Buna benzer bir senaryoyu hepatit virüsünde yaşadık. Hepatit virüsünde antikorların olmadığı hastalar karşımıza çıkmıştı. Ve hasta yeniden tekrar virüsle karşılaştığında antikorların yeniden ortaya çıktığını gördük.
Bu anlamda antikorların yokluğu demek etkisizliği anlamına gelmiyor. Antikorlar düşse de hafıza hücreler ömür boyu faaldir çünkü."
"Aşı çıkarsa başarılı olma ihtimali çok yüksek"
Virüsle mücadelede aşının önemine değinen Buğdacı, şöyle devam etti:
"Aşı olmasaydı çiçek hastalığı dünyada yok edilemezdi. Elbette bir takım riskler var. Her ilacın bir takım yan etkileri var ve bunlar kabul edilebilir yan etkilerdir. Bunlar aşı için de geçerli. Kar-zarar dengesinde yararının çok fazla olduğu ortada.
Alüminyumdan kaynaklı demans riski yok denecek kadar az. Bu kaygının yanlış olduğunu düşünüyorum. Aşıyla dünyada bir çok hastalığı önledik. Çocuk ölüm oranları düştü. Aşı konusunun medyada sürekli işlenmesi duyarsızlığa neden oluyor.

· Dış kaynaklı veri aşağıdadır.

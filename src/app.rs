//! Process wiring: configuration loading and the controller run loop.
//!
//! ## Startup order
//!
//! 1. Health listener, bound before anything else so a taken port fails fast
//! 2. Backend, seeded from manifests when given
//! 3. State store, connected and synced
//! 4. Reconciler and controller, with the health server serving alongside
//!
//! Shutdown runs the other way round once the stop signal fires.

use std::path::{Path, PathBuf};
use std::sync::Arc;
use std::time::Instant;

use anyhow::{Context as _, Result};
use gobj_core::StopSignal;
use gobj_reconciler::{Controller, ControllerConfig, Reconciler, ReconcilerConfig};
use gobj_store::{InMemoryBackend, StateStore};
use tracing::{error, info};

use crate::{health, manifest};

/// Build the effective configuration: file (or defaults), then environment
/// overrides from `lookup`, then validation.
///
/// # Errors
///
/// Fails if the file is unreadable, a variable is malformed or validation fails.
pub fn load_config<F>(path: Option<&Path>, lookup: F) -> Result<ControllerConfig>
where
    F: Fn(&str) -> Option<String>,
{
    let base = match path {
        Some(path) => ControllerConfig::from_file(path)
            .with_context(|| format!("failed to load config from {}", path.display()))?,
        None => ControllerConfig::default(),
    };
    let config = base
        .with_env_overrides(lookup)
        .context("invalid environment override")?;
    config.validate().context("invalid configuration")?;
    Ok(config)
}

/// Run the controller until `shutdown` fires.
///
/// # Errors
///
/// Fails if the health address cannot be bound, the manifests cannot be
/// loaded, the store cannot sync, or the health server fails.
pub async fn run(
    config: ControllerConfig,
    manifests: Option<PathBuf>,
    shutdown: StopSignal,
) -> Result<()> {
    let start_time = Instant::now();

    let listener = health::bind(config.health_addr).await?;

    let backend = InMemoryBackend::new_arc();
    if let Some(path) = manifests {
        let objects = manifest::load_manifests(&path)?;
        manifest::seed(&backend, objects).await?;
    }

    let store = StateStore::connect_with_backoff(backend, config.backoff)
        .await
        .context("state store failed to sync")?;

    let reconciler = Reconciler::builder()
        .with_store(Arc::clone(&store))
        .with_policy(config.aggregation.build())
        .with_config(ReconcilerConfig::from(&config))
        .build()
        .context("failed to build reconciler")?;
    info!(policy = reconciler.policy_name(), "Reconciler initialized");

    let controller = Controller::new(Arc::clone(&store), Arc::new(reconciler), &config);

    let health_router = health::router(Arc::clone(&store) as Arc<dyn health::Readiness>);
    let health_task = tokio::spawn(health::serve(listener, health_router, shutdown.clone()));

    info!(
        workers = config.workers,
        elapsed = ?start_time.elapsed(),
        "Controller started"
    );
    controller.run(shutdown).await;

    let health = match health_task.await {
        Ok(outcome) => outcome,
        Err(e) => Err(anyhow::Error::new(e).context("health server task panicked")),
    };
    store.shutdown().await;

    match health {
        Ok(()) => {
            info!("Controller stopped gracefully");
            Ok(())
        }
        Err(e) => {
            error!(error = %format!("{e:#}"), "Health server stopped with an error");
            Err(e)
        }
    }
}
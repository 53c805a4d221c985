//! Seeding the backend from YAML manifests.
//!
//! A manifest file holds any number of `---`-separated GlobalObject and
//! LocalObject documents, tagged by `kind` as in Kubernetes.

use std::path::Path;

use anyhow::{Context, Result};
use gobj_core::Object;
use gobj_store::InMemoryBackend;
use serde::Deserialize;
use tracing::{info, warn};

/// Parse every non-empty document of a multi-document YAML string.
///
/// # Errors
///
/// Fails on the first document that is not a GlobalObject or LocalObject.
pub fn parse_manifests(input: &str) -> Result<Vec<Object>> {
    let mut objects = Vec::new();
    for (index, document) in serde_yaml::Deserializer::from_str(input).enumerate() {
        let value = serde_yaml::Value::deserialize(document)
            .with_context(|| format!("document {} is not valid YAML", index + 1))?;
        if value.is_null() {
            continue;
        }
        let object: Object = serde_yaml::from_value(value).with_context(|| {
            format!("document {} is not a GlobalObject or LocalObject", index + 1)
        })?;
        objects.push(object);
    }
    Ok(objects)
}

/// Read and parse a manifest file.
///
/// # Errors
///
/// Fails if the file cannot be read or parsed.
pub fn load_manifests(path: &Path) -> Result<Vec<Object>> {
    let content = std::fs::read_to_string(path)
        .with_context(|| format!("failed to read manifests from {}", path.display()))?;
    parse_manifests(&content).with_context(|| format!("invalid manifests in {}", path.display()))
}

/// Create every object in the backend. Existing objects are left alone.
///
/// # Errors
///
/// Fails on any backend error other than `AlreadyExists`.
pub async fn seed(backend: &InMemoryBackend, objects: Vec<Object>) -> Result<usize> {
    let mut created = 0;
    for object in objects {
        let kind = object.kind();
        let key = object.key();
        match backend.create(object).await {
            Ok(_) => created += 1,
            Err(gobj_core::Error::AlreadyExists { .. }) => {
                warn!(kind = %kind, key = %key, "Manifest object already exists, skipping");
            }
            Err(e) => return Err(e).with_context(|| format!("failed to create {kind} {key}")),
        }
    }
    info!(created, "Seeded backend from manifests");
    Ok(created)
}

Hatta hiç aşı çıkmayacak algısına neden oluyor. Aşı her virüste başarılı da olamıyor. Mesala HIV, Hepatit C gibi. Virüsün genetik yapısının çok değişmediğinin altını çizeyim. Diğer influenza virüsleri gibi değil. Ancak eğer aşı çıkarsa başarılı olma ihtimali çok yüksek."